Oh, Canada.

Like a lot of my progressive bretheren here in the US, I’ve got a crush on my neighbor to the north. At times, it’s a full-blown case of Canada envy. A growing economy, progressive social policy, functional health care, a positive international reputation… it’s enough to make a liberal look longingly at that 49th parallel.

My wife and I have been indulging our Canadophilia via media, especially the strange, quirky, funny television shows like Slings and Arrows and Trailer Park Boys. Throw in a little televised curling, and I’m set for the seven months of winter, thank you very much.

So you can imagine how pleased I was to discover that Air Canada’s beautiful new Embraer 190s have seatback video systems that include a wide selection of Canadian and Franco-Canadian films for your viewing pleasure. Flying home from Toronto last night, I sampled Shaolin Delivery Boy, a charming short about a Sino-Canadian actor who can only find work by assuming a fake Chinese accent and learning the martial arts, before digging into Weirdsville as a main course.

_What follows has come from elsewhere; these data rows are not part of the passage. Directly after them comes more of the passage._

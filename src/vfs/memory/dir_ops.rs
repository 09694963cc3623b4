/*!
 * Directory Operations Implementation
 * Listing, folder creation and deletion
 */

use super::super::types::*;
use super::MemFS;

impl MemFS {
    pub(super) fn list_dir_impl(&self, path: &VfsPath) -> VfsResult<Vec<FileSystemNode>> {
        let root = self.root.read();
        let node = Self::locate(&root, path)?;
        let listing = node
            .children()
            .map(|children| children.cloned().collect())
            .ok_or_else(|| VfsError::NotAFolder(path.to_string()));
        listing
    }

    pub(super) fn create_dir_impl(&self, path: &VfsPath) -> VfsResult<()> {
        let name = Self::leaf_name(path)?;
        let mut root = self.root.write();
        let parent = Self::parent_mut(&mut root, path)?;

        if let Some(existing) = parent.child(name) {
            return Err(VfsError::AlreadyExists(format!(
                "a {} named '{}' already exists",
                existing.kind(),
                existing.name()
            )));
        }

        parent
            .insert_child(FileSystemNode::folder(name))
            .map_err(|_| VfsError::NotAFolder(path.to_string()))
    }

    pub(super) fn delete_impl(&self, path: &VfsPath) -> VfsResult<()> {
        let name = Self::leaf_name(path)?;
        let mut root = self.root.write();
        let parent = Self::parent_mut(&mut root, path)
            .map_err(|_| VfsError::NotFound(path.to_string()))?;

        match parent.child(name).map(FileSystemNode::child_count) {
            None => Err(VfsError::NotFound(path.to_string())),
            Some(count) if count > 0 => Err(VfsError::NotEmpty(path.to_string())),
            Some(_) => {
                parent.remove_child(name);
                Ok(())
            }
        }
    }
}
/*!
 * Event Bus Tests
 */

use pretty_assertions::assert_eq;
use serde_json::json;

use desktop_sim::system::{EventBus, FsChange, FsChangeKind, SystemEvent, Topic};
use desktop_sim::vfs::VfsPath;

fn path(raw: &str) -> VfsPath {
    VfsPath::parse(raw).unwrap()
}

#[test]
fn test_watch_receives_in_publish_order() {
    let bus = EventBus::new();
    let (subscription, rx) = bus.watch(Topic::FileSystem);

    for name in ["a.txt", "b.txt", "c.txt"] {
        bus.publish(SystemEvent::FileSystem(FsChange::new(
            path(&format!("C:\\{}", name)),
            FsChangeKind::Created,
        )));
    }

    let received: Vec<String> = rx
        .try_iter()
        .filter_map(|e| e.as_fs_change().map(|c| c.path.to_string()))
        .collect();
    assert_eq!(received, vec!["C:\\a.txt", "C:\\b.txt", "C:\\c.txt"]);

    drop(subscription);
    assert_eq!(bus.subscriber_count(&Topic::FileSystem), 0);
}

#[test]
fn test_dropped_receiver_is_pruned() {
    let bus = EventBus::new();
    let (subscription, rx) = bus.watch(Topic::channel("ticks"));
    subscription.detach();
    drop(rx);

    let event = SystemEvent::Message {
        channel: "ticks".into(),
        data: json!(1),
    };
    assert_eq!(bus.publish(event), 0);
    assert_eq!(bus.subscriber_count(&Topic::channel("ticks")), 0);
}

#[test]
fn test_change_relevance_for_open_views() {
    let created = FsChange::new(path("C:\\My Documents\\new.txt"), FsChangeKind::Created);
    assert!(created.affects_directory(&path("C:\\My Documents")));
    assert!(!created.affects_directory(&path("C:\\WINDOWS")));

    let removed = FsChange::new(path("C:\\My Documents"), FsChangeKind::Deleted);
    assert!(removed.affects_directory(&VfsPath::root()));
    assert!(removed.affects_directory(&path("C:\\My Documents\\Sub")));
}

#[test]
fn test_events_serialize_with_type_tag() {
    let event = SystemEvent::Message {
        channel: "chat".into(),
        data: json!({ "text": "hi" }),
    };
    let encoded = serde_json::to_value(&event).unwrap();
    assert_eq!(encoded["type"], "message");
    assert_eq!(encoded["payload"]["channel"], "chat");
}
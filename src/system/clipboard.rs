/*!
 * Clipboard
 * Single process-wide slot for copied text, files and folders
 */

use parking_lot::RwLock;
use serde::{Deserialize, Serialize};
use std::sync::Arc;
use tracing::debug;

use super::bus::{EventBus, SystemEvent};
use crate::core::errors::{ClipboardError, ClipboardResult};
use crate::vfs::{FileSystemNode, NodeKind, VfsPath};

/// Clipboard payload kind
#[derive(Debug, Clone, Copy, PartialEq, Eq, Hash, Serialize, Deserialize)]
#[serde(rename_all = "snake_case")]
pub enum ClipboardKind {
    Text,
    File,
    Folder,
}

impl From<NodeKind> for ClipboardKind {
    fn from(kind: NodeKind) -> Self {
        match kind {
            NodeKind::File => ClipboardKind::File,
            NodeKind::Folder => ClipboardKind::Folder,
        }
    }
}

/// Clipboard slot contents
#[derive(Debug, Clone, PartialEq, Eq, Serialize, Deserialize)]
pub struct ClipboardContent {
    pub kind: ClipboardKind,
    /// Text payload, or the source path for files and folders
    pub data: String,
    #[serde(rename = "isCut", default)]
    pub is_cut: bool,
}

impl ClipboardContent {
    pub fn text(text: impl Into<String>) -> Self {
        Self {
            kind: ClipboardKind::Text,
            data: text.into(),
            is_cut: false,
        }
    }

    /// Entry referring to a file-system item
    pub fn item(path: &VfsPath, node: &FileSystemNode, is_cut: bool) -> Self {
        Self {
            kind: node.kind().into(),
            data: path.to_string(),
            is_cut,
        }
    }

    /// Source path of a file or folder entry
    pub fn source_path(&self) -> ClipboardResult<VfsPath> {
        if self.kind == ClipboardKind::Text {
            return Err(ClipboardError::InvalidItem("text cannot be pasted as an item".into()));
        }
        VfsPath::parse(&self.data).map_err(|e| ClipboardError::InvalidItem(e.to_string()))
    }
}

/// Shared clipboard
///
/// Each write replaces the slot and is published on the clipboard topic.
#[derive(Clone)]
pub struct Clipboard {
    slot: Arc<RwLock<Option<ClipboardContent>>>,
    bus: EventBus,
}

impl Clipboard {
    pub fn new(bus: EventBus) -> Self {
        Self {
            slot: Arc::new(RwLock::new(None)),
            bus,
        }
    }

    pub fn read(&self) -> Option<ClipboardContent> {
        self.slot.read().clone()
    }

    /// Replace the slot (`None` clears it)
    pub fn write(&self, content: Option<ClipboardContent>) {
        *self.slot.write() = content.clone();
        debug!(
            kind = ?content.as_ref().map(|c| c.kind),
            cut = content.as_ref().map(|c| c.is_cut).unwrap_or(false),
            "Clipboard updated"
        );
        self.bus.publish(SystemEvent::Clipboard(content));
    }

    pub fn clear(&self) {
        self.write(None);
    }

    /// Current contents or `ClipboardError::Empty`
    pub fn require(&self) -> ClipboardResult<ClipboardContent> {
        self.read().ok_or(ClipboardError::Empty)
    }
}

impl std::fmt::Debug for Clipboard {
    fn fmt(&self, f: &mut std::fmt::Formatter<'_>) -> std::fmt::Result {
        f.debug_struct("Clipboard")
            .field("content", &*self.slot.read())
            .finish()
    }
}
//! Plain-text match summary

use std::fmt::Write;

use crate::scoring::{DeciderKind, Player, PlayerStats, PointLogEntry, SetRecord};
use crate::util::ratio::{percent, ratio_with_percent};

use super::snapshot::{MatchSnapshot, MatchStatus};

/// `6-4`, `7-6 (TB 7-5)`
pub fn set_score(set: &SetRecord) -> String {
    let mut text = format!("{}-{}", set.games[0], set.games[1]);
    if set.tiebreak_played && set.finished {
        let _ = write!(text, " (TB {}-{})", set.tiebreak_points[0], set.tiebreak_points[1]);
    }
    text
}

/// Labelled lines of one player's counters, in display order
pub fn stat_lines(s: &PlayerStats) -> Vec<(&'static str, String)> {
    vec![
        ("First serve", ratio_with_percent(s.first_serves_in, s.first_serves_attempted)),
        ("1st pts won", ratio_with_percent(s.points_won_on_first_serve, s.first_serves_in)),
        ("Second serve", ratio_with_percent(s.second_serves_in, s.second_serves_attempted)),
        ("2nd pts won", ratio_with_percent(s.points_won_on_second_serve, s.second_serves_in)),
        (
            "Aces (1st/2nd)",
            format!("{} ({} / {})", s.aces(), s.aces_first, s.aces_second),
        ),
        (
            "Service winners",
            format!(
                "{} ({} / {})",
                s.service_winners(),
                s.service_winners_first,
                s.service_winners_second
            ),
        ),
        ("Double faults", s.double_faults.to_string()),
        ("Return vs 1st won", s.return_points_won_vs_first.to_string()),
        ("Return vs 2nd won", s.return_points_won_vs_second.to_string()),
        (
            "Return W/UE/FE",
            format!(
                "{} / {} / {}",
                s.return_winners, s.return_unforced_errors, s.return_forced_errors
            ),
        ),
        ("Rally winners", s.rally_winners.to_string()),
        ("Unforced errors", s.unforced_errors.to_string()),
        ("Forced drawn", s.forced_errors_drawn.to_string()),
        ("Net points", ratio_with_percent(s.net_points_won, s.net_points_total)),
        ("Break points", format!("{}/{}", s.break_points_won, s.break_points_total)),
        ("Total points", ratio_with_percent(s.points_won, s.points_played)),
    ]
}

/// Titled block of one player's stats
pub fn stats_block(title: &str, stats: &PlayerStats) -> String {
    let mut out = format!("{title}\n{}\n", "-".repeat(40));
    for (label, value) in stat_lines(stats) {
        let _ = writeln!(out, "  {:<18} {value}", format!("{label}:"));
    }
    out
}

/// Two players' stats in columns
pub fn side_by_side(names: [&str; 2], stats: [&PlayerStats; 2]) -> String {
    const WIDTH: usize = 34;
    let mut out = format!("{:<WIDTH$}   {:<WIDTH$}\n", names[0], names[1]);
    let _ = writeln!(out, "{:<WIDTH$}   {:<WIDTH$}", "-".repeat(32), "-".repeat(32));
    for ((label, a), (_, b)) in stat_lines(stats[0]).into_iter().zip(stat_lines(stats[1])) {
        let left = format!("{label}: {a}");
        let right = format!("{label}: {b}");
        let _ = writeln!(out, "{left:<WIDTH$}   {right:<WIDTH$}");
    }
    out
}

/// `# | Set | Game | TB | Server | Serve | Winner | BP/GP/SP/MP | Event` row
pub fn log_line(entry: &PointLogEntry, names: [&str; 2]) -> String {
    let flags = &entry.significance;
    let mut marks = Vec::new();
    for (on, mark) in [
        (flags.break_point, "BP"),
        (flags.game_point, "GP"),
        (flags.set_point, "SP"),
        (flags.match_point, "MP"),
    ] {
        if on {
            marks.push(mark);
        }
    }
    format!(
        "{} | {} | {} | {} | {} | {} | {} | {} | {}",
        entry.index + 1,
        entry.set_index + 1,
        entry.game_index + 1,
        if entry.in_tiebreak { "Y" } else { "N" },
        names[entry.server.index()],
        entry.serve_type.label(),
        names[entry.winner.index()],
        marks.join(" "),
        entry.description
    )
}

pub const LOG_HEADER: &str = "# | Set | Game | TB | Server | Serve | Winner | BP/GP/SP/MP | Event";

/// Full text summary: result, per-match and per-set stats, point log
pub fn render(snapshot: &MatchSnapshot<'_>) -> String {
    let names = [snapshot.name(Player::One), snapshot.name(Player::Two)];
    let format = snapshot.format;
    let mut out = String::from("Match Summary\n=============\n");

    let _ = writeln!(out, "Players: {} vs {}", names[0], names[1]);
    let _ = writeln!(out, "Location: {}", snapshot.location);
    let _ = write!(
        out,
        "Format: Best-of-{}; sets to {} (TB{} at {}-{})",
        format.best_of_sets,
        format.games_to_win_set,
        format.set_tiebreak_points,
        format.tiebreak_at_games,
        format.tiebreak_at_games
    );
    if format.decider == DeciderKind::MatchTiebreak10 {
        let _ = write!(out, "; deciding TB{}", format.decider_tiebreak_points);
    }
    out.push('\n');

    let result = match snapshot.status {
        MatchStatus::Won { winner } => format!(
            "{} wins {}-{}",
            names[winner.index()],
            snapshot.sets_won[winner.index()],
            snapshot.sets_won[winner.opponent().index()]
        ),
        MatchStatus::EndedEarly => "Ended before completion".to_string(),
        MatchStatus::InProgress => "In progress".to_string(),
    };
    let _ = writeln!(out, "Result: {result}");

    out.push_str("\nSet Scores:\n");
    for (i, set) in snapshot.sets.iter().enumerate() {
        let _ = writeln!(out, "  Set {}: {}", i + 1, set_score(set));
    }

    for player in Player::BOTH {
        out.push('\n');
        out.push_str(&stats_block(
            &format!("Player: {} (Match Totals)", names[player.index()]),
            &snapshot.match_stats[player.index()],
        ));
    }

    out.push_str("\nPer-set stats\n-------------\n");
    for (i, pair) in snapshot.set_stats.iter().enumerate() {
        if pair[0].points_played == 0 {
            continue;
        }
        let _ = writeln!(out, "Set {}:", i + 1);
        for player in Player::BOTH {
            out.push_str(&stats_block(&format!("  {}", names[player.index()]), &pair[player.index()]));
        }
    }

    let _ = writeln!(out, "\nPoint-by-point log\n-------------------\n{LOG_HEADER}");
    for entry in snapshot.log {
        out.push_str(&log_line(entry, names));
        out.push('\n');
    }

    let total = snapshot.log.len() as u32;
    let won = snapshot.match_stats[0].points_won;
    let _ = writeln!(out, "\n{} won {} of {} points ({})", names[0], won, total, percent(won, total));
    out
}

It’s this second film that made me realize I wasn’t on a US carrier. The first ten minutes feature a dead rat in a toilet bowl, heroin use, loan sharking, prostitution and ice-skating down a street in bare feet. As we were landing in Boston, the film’s protaganists were being beaten with a curling stone and broom. Needless to say, this film is now on top of my Netflix queue. And I’m trying to imagine just how much of the film would remain uncensored if it were to be shown on American television, never mind in the main cabin of an American airliner. Perhaps the closing credits.

Oh Canada, that frigid, yet funky land. You have ever so much to teach us.